This scene isn’t as frighteningly out of nowhere as it seems. The woman in pink is from the previous, unaired episode eighteen.1 Here’s the thing, though–all the nurse Joys are ginger, identical, and improbably refer to each other as cousins (or non-twin sisters). Unless Kanto’s humans have some pretty bananas genes and also issues with incest, there has to be a connection, right? Are Nastina and her “cousin” reject Joy-clones? The episode goes out of its way to remark on how grotesquely ugly Nastina is; abnormally short with exaggerated features and stiff, gnarly hair, Nastina seems almost malformed. She’s also quite spry, so it doesn’t seem to be the fault of age. Maybe she actually is malformed, a cast-off from a bad batch of cloned Joys. She may even be an earlier experimental model. Perhaps cloned Joys age quickly and are hidden away on island towns and kept comfortable in their last days? (Also apparently given access to heavy weaponry?) It’s total speculation, but just like the Mewtwo bas relief on Bill’s lighthouse door, it’s too strange a coincidence to just ignore.

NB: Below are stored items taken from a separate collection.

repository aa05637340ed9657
use std::fs::{File, OpenOptions};
use std::path::{Path, PathBuf};
use std::time::{Duration, Instant};

use tracing::debug;

/// Name of the lock file inside the data directory
pub const LOCK_FILE: &str = ".lock";

/// Exclusive advisory lock on a data directory.
///
/// Held by every `ff` command that writes, so two processes never
/// interleave slot writes. Released when dropped.
pub struct DataLock {
    _file: File,
    path: PathBuf,
}

/// Error type for lock operations
#[derive(Debug, thiserror::Error)]
pub enum LockError {
    #[error("could not create lock file at {path}: {source}")]
    Create {
        path: PathBuf,
        source: std::io::Error,
    },
    #[error("could not lock {path}: another ff process is writing")]
    Timeout { path: PathBuf },
}

impl DataLock {
    /// Lock `data_dir`, waiting up to `timeout` for another holder.
    pub fn acquire(data_dir: &Path, timeout: Duration) -> Result<Self, LockError> {
        let path = data_dir.join(LOCK_FILE);
        let file = OpenOptions::new()
            .create(true)
            .write(true)
            .truncate(false)
            .open(&path)
            .map_err(|source| LockError::Create {
                path: path.clone(),
                source,
            })?;

        let start = Instant::now();
        let mut contended = false;
        loop {
            match try_lock(&file) {
                Ok(()) => {
                    debug!(path = %path.display(), waited_ms = start.elapsed().as_millis() as u64, "data lock acquired");
                    return Ok(DataLock { _file: file, path });
                }
                Err(_) if start.elapsed() < timeout => {
                    if !contended {
                        debug!(path = %path.display(), "data lock busy, waiting");
                        contended = true;
                    }
                    std::thread::sleep(Duration::from_millis(10));
                }
                Err(_) => return Err(LockError::Timeout { path }),
            }
        }
    }

    /// Acquire with the default 5 second timeout
    pub fn acquire_default(data_dir: &Path) -> Result<Self, LockError> {
        Self::acquire(data_dir, Duration::from_secs(5))
    }

    pub fn path(&self) -> &Path {
        &self.path
    }
}

/// Non-blocking exclusive flock; the lock goes away with the descriptor.
#[cfg(unix)]
fn try_lock(file: &File) -> Result<(), std::io::Error> {
    use std::os::unix::io::AsRawFd;
    let fd = file.as_raw_fd();
    let result = unsafe { libc::flock(fd, libc::LOCK_EX | libc::LOCK_NB) };
    if result == 0 {
        Ok(())
    } else {
        Err(std::io::Error::last_os_error())
    }
}

#[cfg(not(unix))]
fn try_lock(_file: &File) -> Result<(), std::io::Error> {
    Ok(())
}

And that’s it! On Tuesday I’ll return to this episode. Until then, I’m off to play Pokémon Snap for the first time and spend my Friday night monitoring a large local bat population. Your weekend probably won’t top mine, but don’t let that stop you trying!

Cited
Latour, Bruno. On Some of the Affects of Capitalism
Renner, Karen J. “The Appeal of the Apocalypse.” Lit: Literature Interpretation Theory, 23:3 (2012)

Further/Suggested Reading
Canavan, Gary. “Après Nous, le Déluge.”
Solnit, Rebecca. “Call Climate Change What It Is: Violence.”

To be fair, the episode looks really weird, not because of the fake breasts but the way TR is making a bikini-wearing Misty cry.

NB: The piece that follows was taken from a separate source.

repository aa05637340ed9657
pub mod commands;
pub mod handlers;
pub mod output;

1. Episode 18 was banned in the west and is not available through Netflix. The reason is that James disguises himself as an absurdly booby, bikini-clad beach hottie to enter a female beauty contest because reasons. Misty, apparently, also undergoes further body-shaming as part of the plot, although I don’t think this factored into the ban because a cut-down version was eventually aired, sans cross dressing scene (inserted below). I guess gender fluidity is too much for kids, but these other episodes with a tighter focus on bloodsports, not infrequently featuring adults brandishing guns at children and non-humans, are perfectly fine?

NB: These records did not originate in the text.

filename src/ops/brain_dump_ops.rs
use tracing::debug;
use uuid::Uuid;

use crate::model::brain_dump::{BrainDump, BrainDumpItem, ItemId};
use crate::model::task::{NewTask, TaskBook, TaskId};
use crate::ops::clock::Clock;
use crate::ops::task_ops::{self, TaskError};

/// Error type for brain dump operations
#[derive(Debug, thiserror::Error)]
pub enum BrainDumpError {
    #[error("brain dump item not found: {0}")]
    NotFound(ItemId),
    #[error("brain dump content cannot be empty")]
    EmptyContent,
    #[error("task error: {0}")]
    Task(#[from] TaskError),
}

fn item_mut(dump: &mut BrainDump, id: ItemId) -> Result<&mut BrainDumpItem, BrainDumpError> {
    dump.items
        .iter_mut()
        .find(|i| i.id == id)
        .ok_or(BrainDumpError::NotFound(id))
}

pub fn find_item(dump: &BrainDump, id: ItemId) -> Option<&BrainDumpItem> {
    dump.items.iter().find(|i| i.id == id)
}

/// Capture a thought. Returns the new item's ID.
pub fn add_item(dump: &mut BrainDump, content: &str, clock: &dyn Clock) -> Result<ItemId, BrainDumpError> {
    let content = content.trim();
    if content.is_empty() {
        return Err(BrainDumpError::EmptyContent);
    }
    let id = Uuid::new_v4();
    dump.items.push(BrainDumpItem {
        id,
        content: content.to_string(),
        created_at: clock.now(),
        processed: false,
        converted_to_task_id: None,
    });
    debug!(item = %id, "brain dump item added");
    Ok(id)
}

pub fn update_content(dump: &mut BrainDump, id: ItemId, content: &str) -> Result<(), BrainDumpError> {
    let content = content.trim();
    if content.is_empty() {
        return Err(BrainDumpError::EmptyContent);
    }
    item_mut(dump, id)?.content = content.to_string();
    debug!(item = %id, "brain dump item updated");
    Ok(())
}

pub fn delete_item(dump: &mut BrainDump, id: ItemId) -> Result<BrainDumpItem, BrainDumpError> {
    let idx = dump
        .items
        .iter()
        .position(|i| i.id == id)
        .ok_or(BrainDumpError::NotFound(id))?;
    debug!(item = %id, "brain dump item deleted");
    Ok(dump.items.remove(idx))
}

/// Mark an item processed, optionally linking the task it became.
pub fn mark_processed(
    dump: &mut BrainDump,
    id: ItemId,
    task_id: Option<TaskId>,
) -> Result<(), BrainDumpError> {
    let item = item_mut(dump, id)?;
    item.processed = true;
    if task_id.is_some() {
        item.converted_to_task_id = task_id;
    }
    debug!(item = %id, task = ?task_id, "brain dump item processed");
    Ok(())
}

/// Return an item to the unprocessed list. The forward link is cleared.
pub fn mark_unprocessed(dump: &mut BrainDump, id: ItemId) -> Result<(), BrainDumpError> {
    let item = item_mut(dump, id)?;
    item.processed = false;
    item.converted_to_task_id = None;
    debug!(item = %id, "brain dump item unprocessed");
    Ok(())
}

/// Turn an item into a task. `draft` supplies everything but the title,
/// which comes from the item's content when the draft's title is blank.
/// The item is marked processed and linked to the new task.
pub fn convert_to_task(
    dump: &mut BrainDump,
    tasks: &mut TaskBook,
    id: ItemId,
    mut draft: NewTask,
    clock: &dyn Clock,
) -> Result<TaskId, BrainDumpError> {
    let item = find_item(dump, id).ok_or(BrainDumpError::NotFound(id))?;
    if draft.title.trim().is_empty() {
        draft.title = item.content.clone();
    }
    let task_id = task_ops::add_task(tasks, draft, clock)?;
    mark_processed(dump, id, Some(task_id))?;
    Ok(task_id)
}

pub fn unprocessed_items(dump: &BrainDump) -> Vec<&BrainDumpItem> {
    dump.items.iter().filter(|i| !i.processed).collect()
}

pub fn processed_items(dump: &BrainDump) -> Vec<&BrainDumpItem> {
    dump.items.iter().filter(|i| i.processed).collect()
}

#[cfg(test)]
mod tests {
    use super::*;
    use crate::ops::clock::FixedClock;

    fn clock() -> FixedClock {
        FixedClock::at_local(2025, 5, 14, 9, 0)
    }

    #[test]
    fn add_trims_and_rejects_empty() {
        let mut dump = BrainDump::default();
        let id = add_item(&mut dump, "  call the dentist ", &clock()).unwrap();
        assert_eq!(find_item(&dump, id).unwrap().content, "call the dentist");
        assert!(matches!(
            add_item(&mut dump, "   ", &clock()),
            Err(BrainDumpError::EmptyContent)
        ));
        assert_eq!(dump.items.len(), 1);
    }

    #[test]
    fn process_and_unprocess_round_trip() {
        let mut dump = BrainDump::default();
        let id = add_item(&mut dump, "idea", &clock()).unwrap();
        let task = Uuid::new_v4();
        mark_processed(&mut dump, id, Some(task)).unwrap();
        assert_eq!(processed_items(&dump).len(), 1);
        assert_eq!(find_item(&dump, id).unwrap().converted_to_task_id, Some(task));

        mark_unprocessed(&mut dump, id).unwrap();
        let item = find_item(&dump, id).unwrap();
        assert!(!item.processed);
        assert!(item.converted_to_task_id.is_none());
        assert_eq!(unprocessed_items(&dump).len(), 1);
    }

    #[test]
    fn convert_creates_linked_task() {
        let clock = clock();
        let mut dump = BrainDump::default();
        let mut tasks = TaskBook::default();
        let id = add_item(&mut dump, "buy stamps", &clock).unwrap();

        let task_id = convert_to_task(&mut dump, &mut tasks, id, NewTask::default(), &clock).unwrap();
        assert_eq!(tasks.tasks[&task_id].title, "buy stamps");
        let item = find_item(&dump, id).unwrap();
        assert!(item.processed);
        assert_eq!(item.converted_to_task_id, Some(task_id));
    }

    #[test]
    fn unknown_ids_leave_state_untouched() {
        let clock = clock();
        let mut dump = BrainDump::default();
        let mut tasks = TaskBook::default();
        add_item(&mut dump, "keep", &clock).unwrap();
        let before = dump.clone();
        let ghost = Uuid::new_v4();

        assert!(matches!(delete_item(&mut dump, ghost), Err(BrainDumpError::NotFound(_))));
        assert!(update_content(&mut dump, ghost, "x").is_err());
        assert!(mark_processed(&mut dump, ghost, None).is_err());
        assert!(convert_to_task(&mut dump, &mut tasks, ghost, NewTask::default(), &clock).is_err());
        assert_eq!(dump, before);
        assert!(tasks.tasks.is_empty());
    }

    #[test]
    fn delete_removes_item() {
        let mut dump = BrainDump::default();
        let a = add_item(&mut dump, "a", &clock()).unwrap();
        let b = add_item(&mut dump, "b", &clock()).unwrap();
        let removed = delete_item(&mut dump, a).unwrap();
        assert_eq!(removed.content, "a");
        assert_eq!(dump.items.len(), 1);
        assert_eq!(dump.items[0].id, b);
    }
}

Ep. 13–The privilege of pokémon profs and a conspiracy theory

In episode 13 we meet yet another pokémon researcher, Bill of the Lighthouse. That makes three–Oak, Seymour, and now Bill. When I started watching the show I thought I would like pokémon academics. I was wrong. Oak and Bill are the worst, and what makes this episode great is that it isn’t just me saying that but the main characters, too. Let’s look at some of the flaws in Kanto’s academic circles, how maybe Oak and Bill occupy a place of privilege and prestige, and… is that a conspiracy theory I see?

we. . . shall. . . see

Oak

In this episode Ash catches his seventh pokémon, a little krabby he comes across at a beach. The pokéball dematerializes and Ash discovers that pokémon caught when he’s at his limit of 6 are teleported back to the place where he got his pokédex—in this case, Oak’s lab. Far from being reassured, Ash says the greatest line (at least, the greatest not spoken by Team Rocket): “So Krabby’s with professor Oak, huh? Now I’m doubly worried about it!” Gods, I love it. Ash is worried that Oak will… what? Misplace it? Eat it, maybe? When Ash does get to a place with wifi a video phone and skypes calls Oak, the professor is eating. Ash freaks out and shouts, desperately, “You’re not eating my krabby, are you?” Oak is not, however, eating the krabby, in part because, as he says, it’s too small. (Sidenote: In a few posts I’ll talk about how disturbing it is that Oak might actually eat krabby.) Oak then shows off Gary’s huge krabby and then says, apropos of nothing, “I want you to know that my grandson Gary has already caught 45 pokémon.” WHY did you want him to know that, Oak?! UGH, Oak, stop bragging about your environmentally irresponsible grandson.

I love that Ash doesn’t trust Oak because Oak is unempathetic and a potential (probable?) sociopath. It goes nicely with what we get next, which is…

A Glimpse of Privilege at Work

Ash and co. find themselves at a remote beach near a lighthouse, which turns out to belong to “Bill of the Lighthouse,” a rich pokémon researcher. Oak learns where they are and says “[Bill] knows even more than me! […] He could teach you […] everything about pokémon– and then some.” Oak vouches for our fearless travelers and asks Bill to put them up for the night. As Oak hangs up, Bill says to Ash and co., “There’s no way I could ignore a request from the great professor Oak.”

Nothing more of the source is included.